Il “tesoretto”, che il nuovo governo “erediterà” dal premier uscente Draghi, potrebbe essere di 20 miliardi di euro: 10 da usare subito e altri 10 da impiegare nella manovra 2023. Risorse che sono state “recuperate” senza fare nuovo deficit, grazie al fatto che in quest’ultimo anno l’esecutivo uscente è riuscito a mantenere i conti ordine. Un ulteriore aiuto potrebbe arrivare anche da Bruxelles, che sta per mettere a punto una misura che consentirà di recuperare i fondi strutturali non ancora spesi o non impegnati in modo vincolante. Il nostro Paese potrebbe avere a disposizione tra i 4-5 miliardi di euro.

Pertanto, a fronte di 70 miliardi di spese da impegnare nel giro di poco più di 2 mesi, il nuovo governo può contare su una copertura di circa 25 miliardi. Nel caso non si volesse fare nessun altro scostamento di bilancio, non sarà certo facile trovare in poco tempo ben 45 miliardi di euro.

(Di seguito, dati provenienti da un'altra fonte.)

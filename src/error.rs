//! Error types for policy evaluation
//!
//! Only failures that prevent an evaluation from being performed surface here.
//! Expression runtime failures are reported as `Error` rule outcomes instead.

use thiserror::Error;

use crate::cel::ExpressionKind;

/// Error variants are named after the stage that failed so callers can tell
/// "could not evaluate" apart from "policy denied".
#[allow(clippy::enum_variant_names)]
#[derive(Error, Debug)]
pub enum Error {
    #[error("Kubernetes API error: {0}")]
    KubeError(#[from] kube::Error),

    #[error("Discovery error: {0}")]
    Discovery(String),

    #[error("Failed to get namespace {namespace}: {message}")]
    NamespaceLookup { namespace: String, message: String },

    #[error("Matching error: {0}")]
    Matching(String),

    #[error("Invalid resource: {0}")]
    InvalidResource(String),

    #[error("Compilation error in {kind} {index} ({expression:?}): {message}")]
    Compilation {
        kind: ExpressionKind,
        index: usize,
        expression: String,
        message: String,
    },

    #[error("Invalid configuration: {0}")]
    InvalidConfig(String),

    #[error("Timed out during {0}")]
    Timeout(&'static str),
}

impl Error {
    /// Check if this error indicates a resource was not found
    pub fn is_not_found(&self) -> bool {
        match self {
            Error::KubeError(e) => matches!(e, kube::Error::Api(api_err) if api_err.code == 404),
            _ => false,
        }
    }

    /// Check if this error came from compiling a policy expression
    pub fn is_compilation(&self) -> bool {
        matches!(self, Error::Compilation { .. })
    }
}

pub type Result<T, E = Error> = std::result::Result<T, E>;
//! `admissionregistration.k8s.io/v1beta1` policy types
//!
//! This is the revision matching and evaluation operate on. Field names and
//! JSON shape follow the upstream API so manifests deserialize directly.

use k8s_openapi::apimachinery::pkg::apis::meta::v1::LabelSelector;
use kube::core::ObjectMeta;
use serde::{Deserialize, Serialize};

pub const API_VERSION: &str = "admissionregistration.k8s.io/v1beta1";

/// ValidatingAdmissionPolicy describes a set of CEL validations applied to
/// matching requests
#[derive(Serialize, Deserialize, Clone, Debug, Default, PartialEq)]
#[serde(rename_all = "camelCase")]
pub struct ValidatingAdmissionPolicy {
    #[serde(default)]
    pub metadata: ObjectMeta,
    #[serde(default)]
    pub spec: ValidatingAdmissionPolicySpec,
}

#[derive(Serialize, Deserialize, Clone, Debug, Default, PartialEq)]
#[serde(rename_all = "camelCase")]
pub struct ValidatingAdmissionPolicySpec {
    /// Kind of the resource used to parameterize this policy
    #[serde(default, skip_serializing_if = "Option::is_none")]
    pub param_kind: Option<ParamKind>,

    /// Resources this policy is designed to validate. Required.
    #[serde(default, skip_serializing_if = "Option::is_none")]
    pub match_constraints: Option<MatchResources>,

    #[serde(default, skip_serializing_if = "Vec::is_empty")]
    pub validations: Vec<Validation>,

    /// Defaults to `Fail` when unset
    #[serde(default, skip_serializing_if = "Option::is_none")]
    pub failure_policy: Option<FailurePolicyType>,

    #[serde(default, skip_serializing_if = "Vec::is_empty")]
    pub audit_annotations: Vec<AuditAnnotation>,

    /// Guards that must all evaluate to true before validations run
    #[serde(default, skip_serializing_if = "Vec::is_empty")]
    pub match_conditions: Vec<MatchCondition>,

    #[serde(default, skip_serializing_if = "Vec::is_empty")]
    pub variables: Vec<Variable>,
}

#[derive(Serialize, Deserialize, Clone, Debug, Default, PartialEq)]
#[serde(rename_all = "camelCase")]
pub struct ParamKind {
    #[serde(default)]
    pub api_version: String,
    #[serde(default)]
    pub kind: String,
}

#[derive(Serialize, Deserialize, Clone, Debug, Default, PartialEq)]
#[serde(rename_all = "camelCase")]
pub struct MatchResources {
    #[serde(default, skip_serializing_if = "Option::is_none")]
    pub namespace_selector: Option<LabelSelector>,

    #[serde(default, skip_serializing_if = "Option::is_none")]
    pub object_selector: Option<LabelSelector>,

    #[serde(default, skip_serializing_if = "Vec::is_empty")]
    pub resource_rules: Vec<NamedRuleWithOperations>,

    #[serde(default, skip_serializing_if = "Vec::is_empty")]
    pub exclude_resource_rules: Vec<NamedRuleWithOperations>,

    /// Defaults to `Equivalent` when unset
    #[serde(default, skip_serializing_if = "Option::is_none")]
    pub match_policy: Option<MatchPolicyType>,
}

/// A resource rule with operations and an optional list of object names
#[derive(Serialize, Deserialize, Clone, Debug, Default, PartialEq)]
#[serde(rename_all = "camelCase")]
pub struct NamedRuleWithOperations {
    #[serde(default, skip_serializing_if = "Vec::is_empty")]
    pub resource_names: Vec<String>,

    #[serde(default, skip_serializing_if = "Vec::is_empty")]
    pub operations: Vec<OperationType>,

    #[serde(default, skip_serializing_if = "Vec::is_empty")]
    pub api_groups: Vec<String>,

    #[serde(default, skip_serializing_if = "Vec::is_empty")]
    pub api_versions: Vec<String>,

    /// Resources this rule applies to; `pods/status` selects a subresource
    #[serde(default, skip_serializing_if = "Vec::is_empty")]
    pub resources: Vec<String>,

    #[serde(default, skip_serializing_if = "Option::is_none")]
    pub scope: Option<ScopeType>,
}

#[derive(Serialize, Deserialize, Clone, Copy, Debug, PartialEq, Eq)]
pub enum OperationType {
    #[serde(rename = "*")]
    All,
    #[serde(rename = "CREATE")]
    Create,
    #[serde(rename = "UPDATE")]
    Update,
    #[serde(rename = "DELETE")]
    Delete,
    #[serde(rename = "CONNECT")]
    Connect,
}

#[derive(Serialize, Deserialize, Clone, Copy, Debug, PartialEq, Eq)]
pub enum ScopeType {
    #[serde(rename = "*")]
    All,
    Cluster,
    Namespaced,
}

#[derive(Serialize, Deserialize, Clone, Copy, Debug, Default, PartialEq, Eq)]
pub enum MatchPolicyType {
    Exact,
    #[default]
    Equivalent,
}

#[derive(Serialize, Deserialize, Clone, Copy, Debug, Default, PartialEq, Eq)]
pub enum FailurePolicyType {
    Ignore,
    #[default]
    Fail,
}

#[derive(Serialize, Deserialize, Clone, Debug, Default, PartialEq)]
#[serde(rename_all = "camelCase")]
pub struct Validation {
    pub expression: String,

    #[serde(default, skip_serializing_if = "String::is_empty")]
    pub message: String,

    /// Machine-readable reason reported on deny (e.g. `Forbidden`, `Invalid`)
    #[serde(default, skip_serializing_if = "Option::is_none")]
    pub reason: Option<String>,

    #[serde(default, skip_serializing_if = "String::is_empty")]
    pub message_expression: String,
}

#[derive(Serialize, Deserialize, Clone, Debug, Default, PartialEq)]
#[serde(rename_all = "camelCase")]
pub struct AuditAnnotation {
    pub key: String,
    pub value_expression: String,
}

#[derive(Serialize, Deserialize, Clone, Debug, Default, PartialEq)]
#[serde(rename_all = "camelCase")]
pub struct MatchCondition {
    pub name: String,
    pub expression: String,
}

#[derive(Serialize, Deserialize, Clone, Debug, Default, PartialEq)]
#[serde(rename_all = "camelCase")]
pub struct Variable {
    pub name: String,
    pub expression: String,
}

/// ValidatingAdmissionPolicyBinding binds a policy to a scope of resources
/// and, optionally, a parameter resource
#[derive(Serialize, Deserialize, Clone, Debug, Default, PartialEq)]
#[serde(rename_all = "camelCase")]
pub struct ValidatingAdmissionPolicyBinding {
    #[serde(default)]
    pub metadata: ObjectMeta,
    #[serde(default)]
    pub spec: ValidatingAdmissionPolicyBindingSpec,
}

#[derive(Serialize, Deserialize, Clone, Debug, Default, PartialEq)]
#[serde(rename_all = "camelCase")]
pub struct ValidatingAdmissionPolicyBindingSpec {
    #[serde(default)]
    pub policy_name: String,

    #[serde(default, skip_serializing_if = "Option::is_none")]
    pub param_ref: Option<ParamRef>,

    /// Unset means the binding applies to every resource the policy matches
    #[serde(default, skip_serializing_if = "Option::is_none")]
    pub match_resources: Option<MatchResources>,

    #[serde(default, skip_serializing_if = "Vec::is_empty")]
    pub validation_actions: Vec<ValidationAction>,
}

#[derive(Serialize, Deserialize, Clone, Debug, Default, PartialEq)]
#[serde(rename_all = "camelCase")]
pub struct ParamRef {
    #[serde(default, skip_serializing_if = "String::is_empty")]
    pub name: String,

    #[serde(default, skip_serializing_if = "String::is_empty")]
    pub namespace: String,

    #[serde(default, skip_serializing_if = "Option::is_none")]
    pub selector: Option<LabelSelector>,

    #[serde(default, skip_serializing_if = "Option::is_none")]
    pub parameter_not_found_action: Option<ParameterNotFoundActionType>,
}

#[derive(Serialize, Deserialize, Clone, Copy, Debug, PartialEq, Eq)]
pub enum ParameterNotFoundActionType {
    Allow,
    Deny,
}

#[derive(Serialize, Deserialize, Clone, Copy, Debug, PartialEq, Eq)]
pub enum ValidationAction {
    Deny,
    Warn,
    Audit,
}

impl ValidatingAdmissionPolicy {
    pub fn name(&self) -> &str {
        self.metadata.name.as_deref().unwrap_or_default()
    }

    pub fn failure_policy(&self) -> FailurePolicyType {
        self.spec.failure_policy.unwrap_or_default()
    }
}

impl ValidatingAdmissionPolicyBinding {
    pub fn name(&self) -> &str {
        self.metadata.name.as_deref().unwrap_or_default()
    }
}

impl MatchResources {
    pub fn match_policy(&self) -> MatchPolicyType {
        self.match_policy.unwrap_or_default()
    }
}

Sebbene mai come in questo momento elaborare delle previsioni economiche sia particolarmente arduo, a detta di tutti i principali istituti di ricerca, comunque, il 2023 sarà molto difficile. Delle 107 province monitorate da Prometeia, ad esempio, 67 (pari al 62% del totale) l’anno prossimo registreranno una crescita negativa.

Al contrario, a guidare la graduatoria a livello nazionale sarà la provincia di Milano, dove l’aumento del valore aggiunto sarà dello 0,8%. Al secondo posto, per crescita nel 2023, figura la provincia di Savona con lo 0,6%, a pari merito con quella di Salerno. E, comunque, tra quelle per le quali è previsto un risultato positivo si trovano anche le province di Verbania e Asti (+0,3% entrambe), oltre a quelle di Torino, Aosta e Imperia, tutte e tre con l'incremento dello 0,1%.

Crescita zero invece per Biella e previsioni negative per tutte le altre province del Nord Ovest: Genova (-0,2%), Cuneo (-0,4%), La Spezia (-0,6%), Vercelli, Alessandria e Novara (-0,7%).

Queste ultime si avvicinano alle situazioni più critiche, che riguarderanno Pisa, Cagliari, Ragusa, Messina e Macerata (tutte con una diminuzione della crescita dello 0,8%), Enna e Rovigo (entrambe con -0,9%) e Vibo Valentia (-1%).

Cgia segnala infine che sono molte le province che non hanno ancora recuperato il livello di ricchezza che avevano nel periodo pre-Covid (2019). Le situazioni di maggiore ritardo le scorgiamo a Siena (-1,9%), Prato (-2), Belluno (-2,2) e Pisa (-2,3). Maglia nera, infine, per le province di Campobasso e Vibo Valentia (-2,4).

Per quanto riguarda la crescita 2022 sul 2021 nelle diverse province, la Cgia attribuisce il 4,7% a Savona, il 3,9% a Verbania e Asti, il 3,5% a Torino, Genova e Aosta, il 3,3% a Biella, il 2,9% a Cuneo, il 2,1% a La Spezia ed Alessandria, il 2% a Vercelli e l'1,8% a Novara.